Excerpted data below:

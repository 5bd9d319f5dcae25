use super::{EdgeId, FaceId};
use crate::point::{Point2, PointId};

/// Marker type tagging [`super::Handle`]s that address vertices.
#[derive(Debug, Clone, Copy, PartialEq, Eq)]
pub struct VertexTag;

/// A mesh vertex: a position plus the edges and faces currently touching
/// it. Both lists are unordered — nothing in this crate relies on a
/// particular rotational order around a vertex.
#[derive(Debug, Clone)]
pub struct Vertex {
  pub position: Point2,
  /// Index of this vertex within the triangulator's input point vector.
  /// This mesh is arena-level infrastructure with no seed-vertex scheme of
  /// its own, so it does not require every vertex to trace back to one —
  /// `None` is used by mesh-only tests that build a triangle directly
  /// without going through a point triangulator. `PointTriangulator` always
  /// passes `Some`.
  pub input_index: Option<PointId>,
  pub edges: Vec<EdgeId>,
  pub faces: Vec<FaceId>,
}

End of Excerpted data.

What you return should match the data character for character.

* Solution to this exercise *
repository 5bd9d319f5dcae25
use super::{EdgeId, FaceId};
use crate::point::{Point2, PointId};

/// Marker type tagging [`super::Handle`]s that address vertices.
#[derive(Debug, Clone, Copy, PartialEq, Eq)]
pub struct VertexTag;

/// A mesh vertex: a position plus the edges and faces currently touching
/// it. Both lists are unordered — nothing in this crate relies on a
/// particular rotational order around a vertex.
#[derive(Debug, Clone)]
pub struct Vertex {
  pub position: Point2,
  /// Index of this vertex within the triangulator's input point vector.
  /// This mesh is arena-level infrastructure with no seed-vertex scheme of
  /// its own, so it does not require every vertex to trace back to one —
  /// `None` is used by mesh-only tests that build a triangle directly
  /// without going through a point triangulator. `PointTriangulator` always
  /// passes `Some`.
  pub input_index: Option<PointId>,
  pub edges: Vec<EdgeId>,
  pub faces: Vec<FaceId>,
}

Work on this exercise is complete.